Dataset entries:
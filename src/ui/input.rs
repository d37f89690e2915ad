//! Keyboard event handling.
//!
//! Translates key events into application state changes. Returns `true`
//! from `handle_input` when the app should quit.

use anyhow::Result;
use crossterm::event::{KeyCode, KeyEvent};

use crate::app::{
    App, LoginFocus, Screen, SettingsFocus, SignupFocus, MAX_FIELD_LENGTH, MAX_PASSWORD_LENGTH,
};
use crate::validate::SignupField;

/// Append a printable char, respecting the field's length cap.
fn push_char(field: &mut String, c: char, max: usize) {
    if !c.is_control() && field.chars().count() < max {
        field.push(c);
    }
}

pub fn handle_input(app: &mut App, key: KeyEvent) -> Result<bool> {
    match app.screen {
        Screen::Home => {
            if app.display_user().is_some() {
                handle_landing_input(app, key)
            } else {
                handle_login_input(app, key)
            }
        }
        Screen::Signup => handle_signup_input(app, key),
        Screen::Verify => handle_verify_input(app, key),
        Screen::Settings => handle_settings_input(app, key),
    }
}

fn handle_landing_input(app: &mut App, key: KeyEvent) -> Result<bool> {
    match key.code {
        KeyCode::Char('q') | KeyCode::Esc => return Ok(true),
        KeyCode::Char('g') => app.navigate(Screen::Settings),
        KeyCode::Char('x') => app.logout(),
        _ => {}
    }
    Ok(false)
}

fn handle_login_input(app: &mut App, key: KeyEvent) -> Result<bool> {
    let session = app.session_snapshot();

    // While the session provider is initializing, the card only shows
    // "Loading..."; session operations are not available yet.
    if session.loading {
        return Ok(matches!(key.code, KeyCode::Esc));
    }

    match key.code {
        KeyCode::Esc => return Ok(true),
        KeyCode::Tab | KeyCode::Down => {
            app.login.focus = app.login.focus.next(session.sso_enabled);
        }
        KeyCode::BackTab | KeyCode::Up => {
            app.login.focus = app.login.focus.prev(session.sso_enabled);
        }
        KeyCode::Enter => match app.login.focus {
            LoginFocus::SsoButton => app.sso_login(),
            LoginFocus::Email | LoginFocus::Password | LoginFocus::Submit => app.submit_login(),
            LoginFocus::SignupLink => app.navigate(Screen::Signup),
        },
        KeyCode::Backspace => match app.login.focus {
            LoginFocus::Email => {
                app.login.email.pop();
            }
            LoginFocus::Password => {
                app.login.password.pop();
            }
            _ => {}
        },
        KeyCode::Char(c) => match app.login.focus {
            LoginFocus::Email => push_char(&mut app.login.email, c, MAX_FIELD_LENGTH),
            LoginFocus::Password => push_char(&mut app.login.password, c, MAX_PASSWORD_LENGTH),
            _ => {}
        },
        _ => {}
    }
    Ok(false)
}

fn handle_signup_input(app: &mut App, key: KeyEvent) -> Result<bool> {
    match key.code {
        KeyCode::Esc => app.navigate(Screen::Home),
        KeyCode::Tab | KeyCode::Down => app.signup.focus = app.signup.focus.next(),
        KeyCode::BackTab | KeyCode::Up => app.signup.focus = app.signup.focus.prev(),
        KeyCode::Enter => match app.signup.focus {
            SignupFocus::LoginLink => app.navigate(Screen::Home),
            _ => app.submit_signup(),
        },
        KeyCode::Backspace => {
            if let Some(field) = app.signup.focus.field() {
                signup_field_mut(app, field).pop();
                app.signup.errors.clear_field(field);
            }
        }
        KeyCode::Char(c) => {
            if let Some(field) = app.signup.focus.field() {
                let max = match field {
                    SignupField::Password | SignupField::ConfirmPassword => MAX_PASSWORD_LENGTH,
                    _ => MAX_FIELD_LENGTH,
                };
                push_char(signup_field_mut(app, field), c, max);
                // Editing a field clears its validation message
                app.signup.errors.clear_field(field);
            }
        }
        _ => {}
    }
    Ok(false)
}

fn signup_field_mut(app: &mut App, field: SignupField) -> &mut String {
    match field {
        SignupField::FirstName => &mut app.signup.form.first_name,
        SignupField::LastName => &mut app.signup.form.last_name,
        SignupField::Email => &mut app.signup.form.email,
        SignupField::Password => &mut app.signup.form.password,
        SignupField::ConfirmPassword => &mut app.signup.form.confirm_password,
    }
}

fn handle_verify_input(app: &mut App, key: KeyEvent) -> Result<bool> {
    match key.code {
        KeyCode::Char('q') | KeyCode::Esc => return Ok(true),
        KeyCode::Enter => app.navigate(Screen::Home),
        _ => {}
    }
    Ok(false)
}

fn handle_settings_input(app: &mut App, key: KeyEvent) -> Result<bool> {
    match key.code {
        KeyCode::Esc => app.navigate(Screen::Home),
        KeyCode::Tab | KeyCode::Down => app.settings.focus = app.settings.focus.next(),
        KeyCode::BackTab | KeyCode::Up => app.settings.focus = app.settings.focus.prev(),
        KeyCode::Char(' ') => toggle_settings_checkbox(app),
        KeyCode::Enter => match app.settings.focus {
            SettingsFocus::MailSave => app.save_mail_settings(),
            SettingsFocus::SsoSave => app.save_sso_settings(),
            SettingsFocus::SsoTest => app.test_sso_connection(),
            SettingsFocus::MailAuth | SettingsFocus::MailStarttls | SettingsFocus::SsoEnabled => {
                toggle_settings_checkbox(app)
            }
            // Enter on a text field walks the form
            _ => app.settings.focus = app.settings.focus.next(),
        },
        KeyCode::Backspace => match app.settings.focus {
            SettingsFocus::MailPort => {
                app.settings.mail.port /= 10;
            }
            _ => {
                if let Some(field) = settings_field_mut(app) {
                    field.pop();
                }
            }
        },
        KeyCode::Char(c) => {
            if app.settings.focus == SettingsFocus::MailPort {
                if let Some(digit) = c.to_digit(10) {
                    let next = u32::from(app.settings.mail.port) * 10 + digit;
                    if let Ok(port) = u16::try_from(next) {
                        app.settings.mail.port = port;
                    }
                }
            } else if let Some(field) = settings_field_mut(app) {
                push_char(field, c, MAX_FIELD_LENGTH);
            }
        }
        _ => {}
    }
    Ok(false)
}

fn toggle_settings_checkbox(app: &mut App) {
    match app.settings.focus {
        SettingsFocus::MailAuth => app.settings.mail.auth = !app.settings.mail.auth,
        SettingsFocus::MailStarttls => app.settings.mail.starttls = !app.settings.mail.starttls,
        SettingsFocus::SsoEnabled => app.settings.sso.enabled = !app.settings.sso.enabled,
        _ => {}
    }
}

/// The text field under the settings focus, if it is one.
fn settings_field_mut(app: &mut App) -> Option<&mut String> {
    let settings = &mut app.settings;
    match settings.focus {
        SettingsFocus::MailHost => Some(&mut settings.mail.host),
        SettingsFocus::MailUsername => Some(&mut settings.mail.username),
        SettingsFocus::MailPassword => Some(&mut settings.mail.password),
        SettingsFocus::MailProtocol => Some(&mut settings.mail.protocol),
        SettingsFocus::MailFromEmail => Some(&mut settings.mail.from_email),
        SettingsFocus::MailFromName => Some(&mut settings.mail.from_name),
        SettingsFocus::SsoServerUrl => Some(&mut settings.sso.server_url),
        SettingsFocus::SsoRealm => Some(&mut settings.sso.realm),
        SettingsFocus::SsoClientId => Some(&mut settings.sso.client_id),
        SettingsFocus::SsoClientSecret => Some(&mut settings.sso.client_secret),
        _ => None,
    }
}

#[cfg(test)]
mod tests {
    use super::*;
    use crate::api::ApiClient;
    use crate::app::Launch;
    use crate::auth::SessionProvider;
    use crate::config::Config;
    use crossterm::event::{KeyEventKind, KeyEventState, KeyModifiers};
    use std::sync::Arc;

    fn test_app() -> App {
        let api = ApiClient::new("http://127.0.0.1:9").expect("client builds");
        App::new(
            Config::default(),
            api,
            Arc::new(SessionProvider::new()),
            Launch::Home,
        )
    }

    fn key(code: KeyCode) -> KeyEvent {
        KeyEvent {
            code,
            modifiers: KeyModifiers::NONE,
            kind: KeyEventKind::Press,
            state: KeyEventState::NONE,
        }
    }

    /// Drive the provider out of `loading` so the login card takes input.
    async fn settle_session(app: &App) {
        app.session
            .initialize_with(Err(anyhow::anyhow!("sso unavailable")), |_| {
                Err(anyhow::anyhow!("unused"))
            })
            .await;
    }

    #[tokio::test]
    async fn test_typing_into_login_fields() {
        let mut app = test_app();
        settle_session(&app).await;

        app.login.focus = LoginFocus::Email;
        for c in "a@b.com".chars() {
            handle_input(&mut app, key(KeyCode::Char(c))).unwrap();
        }
        assert_eq!(app.login.email, "a@b.com");

        handle_input(&mut app, key(KeyCode::Backspace)).unwrap();
        assert_eq!(app.login.email, "a@b.co");
    }

    #[tokio::test]
    async fn test_login_focus_skips_sso_when_disabled() {
        let mut app = test_app();
        settle_session(&app).await;

        app.login.focus = LoginFocus::SignupLink;
        handle_input(&mut app, key(KeyCode::Tab)).unwrap();
        assert_eq!(app.login.focus, LoginFocus::Email);
    }

    #[tokio::test]
    async fn test_input_ignored_while_session_loading() {
        let mut app = test_app();
        // Provider untouched: still loading.
        app.login.focus = LoginFocus::Email;
        handle_input(&mut app, key(KeyCode::Char('x'))).unwrap();
        assert!(app.login.email.is_empty());
    }

    #[tokio::test]
    async fn test_signup_editing_clears_field_error() {
        let mut app = test_app();
        app.navigate(Screen::Signup);
        app.submit_signup(); // empty form: every field flagged
        assert!(app.signup.errors.email.is_some());

        app.signup.focus = SignupFocus::Email;
        handle_input(&mut app, key(KeyCode::Char('a'))).unwrap();
        assert!(app.signup.errors.email.is_none());
        assert!(app.signup.errors.first_name.is_some());
    }

    #[tokio::test]
    async fn test_settings_port_editing_is_numeric() {
        let mut app = test_app();
        app.navigate(Screen::Settings);
        app.settings.focus = SettingsFocus::MailPort;
        app.settings.mail.port = 0;

        for c in "2a5!25".chars() {
            handle_input(&mut app, key(KeyCode::Char(c))).unwrap();
        }
        assert_eq!(app.settings.mail.port, 2525);

        handle_input(&mut app, key(KeyCode::Backspace)).unwrap();
        assert_eq!(app.settings.mail.port, 252);

        // Digits that would overflow a u16 are dropped
        app.settings.mail.port = 65535;
        handle_input(&mut app, key(KeyCode::Char('9'))).unwrap();
        assert_eq!(app.settings.mail.port, 65535);
    }

    #[tokio::test]
    async fn test_settings_checkbox_toggle() {
        let mut app = test_app();
        app.navigate(Screen::Settings);
        app.settings.focus = SettingsFocus::MailStarttls;
        assert!(app.settings.mail.starttls);

        handle_input(&mut app, key(KeyCode::Char(' '))).unwrap();
        assert!(!app.settings.mail.starttls);
        handle_input(&mut app, key(KeyCode::Enter)).unwrap();
        assert!(app.settings.mail.starttls);
    }

    #[tokio::test]
    async fn test_escape_leaves_settings_for_home() {
        let mut app = test_app();
        app.navigate(Screen::Settings);
        handle_input(&mut app, key(KeyCode::Esc)).unwrap();
        assert_eq!(app.screen, Screen::Home);
    }
}
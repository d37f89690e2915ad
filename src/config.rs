//! Application configuration management.
//!
//! Configuration is stored at `~/.config/portal-tui/config.json`. The
//! backend base URL can be overridden per run with `PORTAL_BACKEND_URL`.

use std::path::PathBuf;

use anyhow::Result;
use serde::{Deserialize, Serialize};

/// Application name used for config/data directory paths
const APP_NAME: &str = "portal-tui";

/// Config file name
const CONFIG_FILE: &str = "config.json";

/// Default backend base URL (the dev-mode reverse proxy origin).
const DEFAULT_BACKEND_URL: &str = "http://localhost:8080";

#[derive(Debug, Clone, Serialize, Deserialize)]
#[serde(default)]
pub struct Config {
    pub backend_url: String,
    pub last_email: Option<String>,
    /// When true, a screen with an outstanding request ignores further
    /// submits. Off reproduces plain browser-form behavior.
    pub guard_double_submit: bool,
}

impl Default for Config {
    fn default() -> Self {
        Self {
            backend_url: DEFAULT_BACKEND_URL.to_string(),
            last_email: None,
            guard_double_submit: true,
        }
    }
}

impl Config {
    pub fn load() -> Result<Self> {
        let path = Self::config_path()?;
        if path.exists() {
            let contents = std::fs::read_to_string(&path)?;
            Ok(serde_json::from_str(&contents)?)
        } else {
            Ok(Self::default())
        }
    }

    pub fn save(&self) -> Result<()> {
        let path = Self::config_path()?;
        if let Some(parent) = path.parent() {
            std::fs::create_dir_all(parent)?;
        }
        let contents = serde_json::to_string_pretty(self)?;
        std::fs::write(path, contents)?;
        Ok(())
    }

    fn config_path() -> Result<PathBuf> {
        let config_dir = dirs::config_dir()
            .ok_or_else(|| anyhow::anyhow!("Could not find config directory"))?;
        Ok(config_dir.join(APP_NAME).join(CONFIG_FILE))
    }

    /// Directory for logs and other runtime state.
    pub fn data_dir() -> Result<PathBuf> {
        let data_dir = dirs::data_dir()
            .ok_or_else(|| anyhow::anyhow!("Could not find data directory"))?;
        Ok(data_dir.join(APP_NAME))
    }
}

#[cfg(test)]
mod tests {
    use super::*;

    #[test]
    fn test_defaults() {
        let config = Config::default();
        assert_eq!(config.backend_url, DEFAULT_BACKEND_URL);
        assert!(config.last_email.is_none());
        assert!(config.guard_double_submit);
    }

    #[test]
    fn test_partial_file_fills_defaults() {
        let config: Config =
            serde_json::from_str(r#"{"backend_url":"https://portal.example.com"}"#)
                .expect("parse partial config");
        assert_eq!(config.backend_url, "https://portal.example.com");
        assert!(config.guard_double_submit);
    }
}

**TASK INSTRUCTIONS**
Pull every line holding "true" out of the records.

**SOLVED EXERCISE**
//! Translates key events into application state changes. Returns `true`
        KeyCode::Char('q') | KeyCode::Esc => return Ok(true),
        KeyCode::Esc => return Ok(true),
        KeyCode::Char('q') | KeyCode::Esc => return Ok(true),
    /// When true, a screen with an outstanding request ignores further
            guard_double_submit: true,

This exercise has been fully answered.